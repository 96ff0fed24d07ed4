use crate::error::{Error, IntegrationError, ParameterError};
use crate::grid::linspace;
use crate::solvers::{solve_at_times, IntegratorSettings};
use crate::system::{Lorenz, SystemDefinition};
use crate::traits::DynamicalSystem;
use log::debug;
use serde::{Deserialize, Serialize};

/// Starting point in state space (2 values for planar systems, 3 for Lorenz).
#[derive(Debug, Clone, PartialEq, Serialize, Deserialize)]
pub struct InitialCondition(Vec<f64>);

impl InitialCondition {
    pub fn planar(x: f64, y: f64) -> Self {
        Self(vec![x, y])
    }

    pub fn spatial(x: f64, y: f64, z: f64) -> Self {
        Self(vec![x, y, z])
    }

    pub fn as_slice(&self) -> &[f64] {
        &self.0
    }

    pub fn dimension(&self) -> usize {
        self.0.len()
    }
}

impl From<Vec<f64>> for InitialCondition {
    fn from(values: Vec<f64>) -> Self {
        Self(values)
    }
}

/// Uniformly spaced sample times from `t_start` to `t_end`, both included.
/// `t_end < t_start` runs backward.
#[derive(Debug, Clone, Copy, PartialEq, Serialize, Deserialize)]
pub struct TimeSpan {
    t_start: f64,
    t_end: f64,
    sample_count: usize,
}

impl TimeSpan {
    pub fn new(t_start: f64, t_end: f64, sample_count: usize) -> Result<Self, ParameterError> {
        if !t_start.is_finite() || !t_end.is_finite() {
            return Err(ParameterError::NonFiniteTime {
                start: t_start,
                end: t_end,
            });
        }
        if sample_count == 0 {
            return Err(ParameterError::ZeroSamples);
        }
        Ok(Self {
            t_start,
            t_end,
            sample_count,
        })
    }

    /// `steps` samples at `t_start + k * dt`.
    pub fn from_step(t_start: f64, dt: f64, steps: usize) -> Result<Self, ParameterError> {
        if !dt.is_finite() || dt == 0.0 {
            return Err(ParameterError::InvalidStep(dt));
        }
        let t_end = t_start + dt * steps.saturating_sub(1) as f64;
        Self::new(t_start, t_end, steps)
    }

    pub fn t_start(&self) -> f64 {
        self.t_start
    }

    pub fn t_end(&self) -> f64 {
        self.t_end
    }

    pub fn sample_count(&self) -> usize {
        self.sample_count
    }

    pub fn is_backward(&self) -> bool {
        self.t_end < self.t_start
    }

    pub fn times(&self) -> Vec<f64> {
        linspace(self.t_start, self.t_end, self.sample_count)
    }
}

/// Ordered `(time, state)` samples of one solution curve.
#[derive(Debug, Clone, PartialEq, Serialize, Deserialize)]
pub struct Trajectory {
    dimension: usize,
    times: Vec<f64>,
    /// Row-major, `times.len() * dimension` values.
    states: Vec<f64>,
}

impl Trajectory {
    pub fn dimension(&self) -> usize {
        self.dimension
    }

    pub fn len(&self) -> usize {
        self.times.len()
    }

    pub fn is_empty(&self) -> bool {
        self.times.is_empty()
    }

    pub fn times(&self) -> &[f64] {
        &self.times
    }

    pub fn states(&self) -> &[f64] {
        &self.states
    }

    pub fn state(&self, index: usize) -> Option<&[f64]> {
        let start = index.checked_mul(self.dimension)?;
        self.states.get(start..start + self.dimension)
    }

    pub fn final_state(&self) -> Option<&[f64]> {
        self.len().checked_sub(1).and_then(|last| self.state(last))
    }

    /// Coordinate `axis` over time.
    pub fn component(&self, axis: usize) -> Vec<f64> {
        if axis >= self.dimension {
            return Vec::new();
        }
        self.states
            .iter()
            .skip(axis)
            .step_by(self.dimension)
            .copied()
            .collect()
    }
}

/// Integrates any flow over the span. Fails atomically.
pub fn integrate_system<S: DynamicalSystem<f64>>(
    system: &S,
    ic: &InitialCondition,
    span: &TimeSpan,
    settings: &IntegratorSettings,
) -> Result<Trajectory, IntegrationError> {
    let times = span.times();
    debug!(
        "integrating {}-d system over [{}, {}] with {} samples",
        system.dimension(),
        span.t_start(),
        span.t_end(),
        times.len()
    );
    let states = solve_at_times(system, ic.as_slice(), &times, settings)?;
    Ok(Trajectory {
        dimension: system.dimension(),
        times,
        states,
    })
}

/// Integrates a user-defined planar system.
pub fn integrate(
    system: &SystemDefinition,
    ic: &InitialCondition,
    span: &TimeSpan,
    settings: &IntegratorSettings,
) -> Result<Trajectory, IntegrationError> {
    integrate_system(system, ic, span, settings)
}

pub fn integrate_lorenz(
    params: &Lorenz,
    ic: &InitialCondition,
    span: &TimeSpan,
    settings: &IntegratorSettings,
) -> Result<Trajectory, IntegrationError> {
    integrate_system(params, ic, span, settings)
}

/// Forward trajectory over `[0, duration]` and backward over `[0, -duration]`.
pub fn integrate_both_ways(
    system: &SystemDefinition,
    ic: &InitialCondition,
    duration: f64,
    samples: usize,
    settings: &IntegratorSettings,
) -> Result<(Trajectory, Trajectory), Error> {
    let forward = TimeSpan::new(0.0, duration, samples)?;
    let backward = TimeSpan::new(0.0, -duration, samples)?;
    Ok((
        integrate(system, ic, &forward, settings)?,
        integrate(system, ic, &backward, settings)?,
    ))
}

#[cfg(test)]
mod tests {
    use super::*;
    use std::f64::consts::PI;

    fn oscillator() -> SystemDefinition {
        SystemDefinition::new("y", "-x").expect("oscillator should compile")
    }

    #[test]
    fn harmonic_oscillator_orbit_closes_after_one_period() {
        let system = oscillator();
        for (x0, y0) in [(1.0, 0.0), (0.3, -2.0), (-1.5, 0.5)] {
            let ic = InitialCondition::planar(x0, y0);
            let span = TimeSpan::new(0.0, 2.0 * PI, 200).expect("span");
            let trajectory = integrate(&system, &ic, &span, &IntegratorSettings::default())
                .expect("oscillator integrates");
            assert_eq!(trajectory.len(), 200);
            let last = trajectory.final_state().expect("non-empty");
            assert!((last[0] - x0).abs() < 1e-4, "x: {} vs {x0}", last[0]);
            assert!((last[1] - y0).abs() < 1e-4, "y: {} vs {y0}", last[1]);
        }
    }

    #[test]
    fn forward_and_backward_start_at_initial_condition() {
        let system = SystemDefinition::new("x - y", "x + y*sin(x)").expect("system");
        let ic = InitialCondition::planar(0.25, -0.75);
        let (forward, backward) =
            integrate_both_ways(&system, &ic, 1.5, 50, &IntegratorSettings::default())
                .expect("both directions integrate");
        assert_eq!(forward.state(0), Some(&[0.25, -0.75][..]));
        assert_eq!(backward.state(0), Some(&[0.25, -0.75][..]));
        assert_eq!(forward.times()[49], 1.5);
        assert_eq!(backward.times()[49], -1.5);
        assert_ne!(forward.final_state(), backward.final_state());
    }

    #[test]
    fn backward_integration_retraces_forward_path() {
        let system = oscillator();
        let settings = IntegratorSettings::default();
        let forward = integrate(
            &system,
            &InitialCondition::planar(1.0, 0.0),
            &TimeSpan::new(0.0, 1.0, 11).expect("span"),
            &settings,
        )
        .expect("forward");
        let end = forward.final_state().expect("non-empty").to_vec();
        let back = integrate(
            &system,
            &InitialCondition::from(end),
            &TimeSpan::new(0.0, -1.0, 11).expect("span"),
            &settings,
        )
        .expect("backward");
        let home = back.final_state().expect("non-empty");
        assert!((home[0] - 1.0).abs() < 1e-5 && home[1].abs() < 1e-5, "{home:?}");
    }

    #[test]
    fn singular_start_fails_without_partial_result() {
        let system = SystemDefinition::new("1/x", "0").expect("system");
        let span = TimeSpan::new(0.0, 1.0, 10).expect("span");
        let err = integrate(
            &system,
            &InitialCondition::planar(0.0, 0.0),
            &span,
            &IntegratorSettings::default(),
        )
        .expect_err("x = 0 is singular");
        match err {
            IntegrationError::Evaluation { time, ref source } => {
                assert_eq!(time, 0.0);
                assert!(matches!(source, crate::error::EvalError::DivisionByZero { .. }));
            }
            other => panic!("expected evaluation error, got {other:?}"),
        }
    }

    #[test]
    fn scalar_domain_error_mid_path_is_fatal() {
        // x grows linearly and sqrt(1 - x) leaves its domain at x = 1.
        let system = SystemDefinition::new("1", "sqrt(1 - x)").expect("system");
        let span = TimeSpan::new(0.0, 3.0, 30).expect("span");
        let err = integrate(
            &system,
            &InitialCondition::planar(0.0, 0.0),
            &span,
            &IntegratorSettings::default(),
        )
        .expect_err("domain error must surface");
        assert!(matches!(err, IntegrationError::Evaluation { .. }), "{err}");
    }

    #[test]
    fn finite_time_blow_up_fails_without_partial_result() {
        // x = 1 / (1 - t) has a pole at t = 1.
        let system = SystemDefinition::new("x^2", "0").expect("system");
        let span = TimeSpan::new(0.0, 2.0, 20).expect("span");
        let err = integrate(
            &system,
            &InitialCondition::planar(1.0, 0.0),
            &span,
            &IntegratorSettings::default(),
        )
        .expect_err("the solution leaves every bound before t = 2");
        match err {
            IntegrationError::StepSizeUnderflow { time } => {
                assert!((0.99..1.01).contains(&time), "stalled at t = {time}");
            }
            // an oversized trial step may overflow x^2 right before the stall
            IntegrationError::Evaluation {
                time,
                source: crate::error::EvalError::NonFinite { .. },
            } => {
                assert!((0.99..1.01).contains(&time), "stalled at t = {time}");
            }
            other => panic!("expected step size underflow, got {other:?}"),
        }
    }

    #[test]
    fn solution_near_domain_edge_survives_rejected_trial_steps() {
        // x = e^-t > 0 for all t, while coarse trial stages dip below zero.
        let system = SystemDefinition::new("-x", "sqrt(x)").expect("system");
        let span = TimeSpan::new(0.0, 100.0, 50).expect("span");
        let trajectory = integrate(
            &system,
            &InitialCondition::planar(1.0, 0.0),
            &span,
            &IntegratorSettings::default(),
        )
        .expect("the solution exists everywhere");
        assert_eq!(trajectory.len(), 50);
        assert!(trajectory.component(0).iter().all(|&x| x >= 0.0));
        let last = trajectory.final_state().expect("non-empty");
        assert!((last[1] - 2.0).abs() < 1e-4, "y(100) = {}", last[1]);
    }

    #[test]
    fn lorenz_stays_in_envelope_for_classic_parameters() {
        let span = TimeSpan::from_step(0.0, 0.01, 100).expect("span");
        let trajectory = integrate_lorenz(
            &Lorenz::classic(),
            &InitialCondition::spatial(1.0, 1.0, 1.0),
            &span,
            &IntegratorSettings::default(),
        )
        .expect("lorenz integrates");
        assert_eq!(trajectory.len(), 100);
        assert_eq!(trajectory.dimension(), 3);
        assert!((trajectory.times()[99] - 0.99).abs() < 1e-12);
        assert!(trajectory.states().iter().all(|v| v.abs() < 50.0));
        assert_ne!(trajectory.state(0), trajectory.final_state());
    }

    #[test]
    fn lorenz_rejects_planar_initial_condition() {
        let span = TimeSpan::new(0.0, 1.0, 10).expect("span");
        let err = integrate_lorenz(
            &Lorenz::classic(),
            &InitialCondition::planar(1.0, 1.0),
            &span,
            &IntegratorSettings::default(),
        )
        .expect_err("dimension mismatch");
        assert_eq!(
            err,
            IntegrationError::DimensionMismatch {
                expected: 3,
                actual: 2
            }
        );
    }

    #[test]
    fn time_span_layout() {
        let span = TimeSpan::new(0.0, -2.0, 5).expect("span");
        assert!(span.is_backward());
        assert_eq!(span.times(), vec![0.0, -0.5, -1.0, -1.5, -2.0]);
        assert_eq!(TimeSpan::new(3.0, 9.0, 1).expect("span").times(), vec![3.0]);
        assert_eq!(TimeSpan::new(0.0, 1.0, 0), Err(ParameterError::ZeroSamples));
        assert!(TimeSpan::from_step(0.0, 0.0, 10).is_err());
    }

    #[test]
    fn component_extracts_one_axis() {
        let trajectory = Trajectory {
            dimension: 3,
            times: vec![0.0, 1.0],
            states: vec![1.0, 2.0, 3.0, 4.0, 5.0, 6.0],
        };
        assert_eq!(trajectory.component(1), vec![2.0, 5.0]);
        assert_eq!(trajectory.state(1), Some(&[4.0, 5.0, 6.0][..]));
        assert!(trajectory.state(2).is_none());
        assert!(trajectory.component(3).is_empty());
    }
}
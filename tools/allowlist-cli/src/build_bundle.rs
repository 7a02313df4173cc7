use anyhow::{Context, Result};
use clap::{Args, ValueEnum};
use std::path::PathBuf;
use tracing::info;

use allowlist::{build_allowlist, DuplicatePolicy, HashAlgorithm, OddNodePolicy, TreeOptions};

use crate::common::{read_addresses, write_file_atomic};

#[derive(Args, Debug)]
pub struct Cli {
    /// File with one hex address per line
    #[arg(short, long)]
    pub input: PathBuf,

    /// Output bundle (JSON: root and per-address proofs)
    #[arg(short, long)]
    pub output: PathBuf,

    /// Pair hash function
    #[arg(long, value_enum, default_value_t = HashArg::Keccak256)]
    pub hash: HashArg,

    /// Build over addresses in file order instead of sorting them
    #[arg(long)]
    pub keep_order: bool,

    #[arg(long, value_enum, default_value_t = DuplicatesArg::Dedup)]
    pub duplicates: DuplicatesArg,

    /// Handling of the unpaired node on odd-sized levels
    #[arg(long, value_enum, default_value_t = OddArg::CarryUp)]
    pub odd: OddArg,
}

#[derive(Clone, Copy, Debug, ValueEnum)]
pub enum HashArg {
    Keccak256,
    Blake3,
    Sha256,
}

impl From<HashArg> for HashAlgorithm {
    fn from(arg: HashArg) -> Self {
        match arg {
            HashArg::Keccak256 => HashAlgorithm::Keccak256,
            HashArg::Blake3 => HashAlgorithm::Blake3,
            HashArg::Sha256 => HashAlgorithm::Sha256,
        }
    }
}

#[derive(Clone, Copy, Debug, ValueEnum)]
pub enum DuplicatesArg {
    Keep,
    Dedup,
    Reject,
}

#[derive(Clone, Copy, Debug, ValueEnum)]
pub enum OddArg {
    CarryUp,
    Duplicate,
}

impl Cli {
    pub fn tree_options(&self) -> TreeOptions {
        TreeOptions {
            sort_leaves: !self.keep_order,
            duplicates: match self.duplicates {
                DuplicatesArg::Keep => DuplicatePolicy::Keep,
                DuplicatesArg::Dedup => DuplicatePolicy::Dedup,
                DuplicatesArg::Reject => DuplicatePolicy::Reject,
            },
            odd_node: match self.odd {
                OddArg::CarryUp => OddNodePolicy::CarryUp,
                OddArg::Duplicate => OddNodePolicy::Duplicate,
            },
        }
    }
}

pub fn run(cli: &Cli) -> Result<()> {
    let addresses = read_addresses(&cli.input)?;
    info!(count = addresses.len(), input = %cli.input.display(), "read addresses");

    let bundle = build_allowlist(&addresses, cli.hash.into(), cli.tree_options())
        .context("Failed to build allowlist")?;

    let json = bundle.to_json()?;
    write_file_atomic(&cli.output, json.as_bytes())?;

    info!(output = %cli.output.display(), "bundle written");
    println!("{}", bundle.root);
    Ok(())
}

#[cfg(test)]
mod tests {
    use super::*;
    use crate::common::load_bundle;
    use std::fs;

    #[test]
    fn test_build_writes_bundle() {
        let dir = std::env::temp_dir();
        let input = dir.join(format!("allowlist-build-{}.txt", std::process::id()));
        let output = dir.join(format!("allowlist-build-{}.json", std::process::id()));
        let lines: Vec<String> = (1u8..=5).map(|b| format!("0x{}", hex::encode([b; 20]))).collect();
        fs::write(&input, lines.join("\n")).unwrap();

        let cli = Cli {
            input: input.clone(),
            output: output.clone(),
            hash: HashArg::Keccak256,
            keep_order: false,
            duplicates: DuplicatesArg::Dedup,
            odd: OddArg::CarryUp,
        };
        run(&cli).unwrap();

        let bundle = load_bundle(&output).unwrap();
        assert_eq!(
            bundle.root,
            "0x9d5788cc529290f1546d7d67946d32c0045b5888196830bc0a58809f75e5a5a0"
        );
        assert_eq!(bundle.entries.len(), 5);

        let _ = fs::remove_file(&input);
        let _ = fs::remove_file(&output);
    }

    #[test]
    fn test_tree_options_mapping() {
        let cli = Cli {
            input: PathBuf::new(),
            output: PathBuf::new(),
            hash: HashArg::Blake3,
            keep_order: true,
            duplicates: DuplicatesArg::Reject,
            odd: OddArg::Duplicate,
        };
        let options = cli.tree_options();
        assert!(!options.sort_leaves);
        assert_eq!(options.duplicates, DuplicatePolicy::Reject);
        assert_eq!(options.odd_node, OddNodePolicy::Duplicate);
        assert_eq!(HashAlgorithm::from(cli.hash), HashAlgorithm::Blake3);
    }
}
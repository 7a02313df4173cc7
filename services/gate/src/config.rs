use anyhow::{bail, Context, Result};
use std::path::PathBuf;

use allowlist::{parse_root, Hash32, HashAlgorithm};

#[derive(Clone, Debug)]
pub struct GateConfig {
    pub merkle_root: Hash32,
    pub hash: HashAlgorithm,
    pub bind_addr: String,
    pub claims_path: Option<PathBuf>,
}

impl GateConfig {
    pub fn from_env() -> Result<Self> {
        Self::from_lookup(|key| std::env::var(key).ok())
    }

    /// Same as [`GateConfig::from_env`] with an injectable variable source.
    pub fn from_lookup<F>(lookup: F) -> Result<Self>
    where
        F: Fn(&str) -> Option<String>,
    {
        let raw_root = lookup("GATE_MERKLE_ROOT")
            .context("Missing required env var: GATE_MERKLE_ROOT")?;
        let merkle_root = parse_root(&raw_root).context("GATE_MERKLE_ROOT is not a valid root")?;

        let hash = lookup("GATE_HASH")
            .map(|v| v.parse::<HashAlgorithm>())
            .transpose()
            .context("GATE_HASH must be one of keccak256, blake3, sha256")?
            .unwrap_or_default();

        let bind_addr = lookup("GATE_BIND_ADDR").unwrap_or_else(|| "0.0.0.0:8080".to_string());
        if !bind_addr.contains(':') {
            bail!("GATE_BIND_ADDR must be host:port, got {bind_addr}");
        }

        let claims_path = lookup("GATE_CLAIMS_PATH")
            .filter(|v| !v.trim().is_empty())
            .map(PathBuf::from);

        Ok(Self {
            merkle_root,
            hash,
            bind_addr,
            claims_path,
        })
    }
}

....

_Exercise brief_: Which lines above hold the word "sqrt"? Copy each of them.

_Problem solution_:
        // x grows linearly and sqrt(1 - x) leaves its domain at x = 1.
        let system = SystemDefinition::new("1", "sqrt(1 - x)").expect("system");
        let system = SystemDefinition::new("-x", "sqrt(x)").expect("system");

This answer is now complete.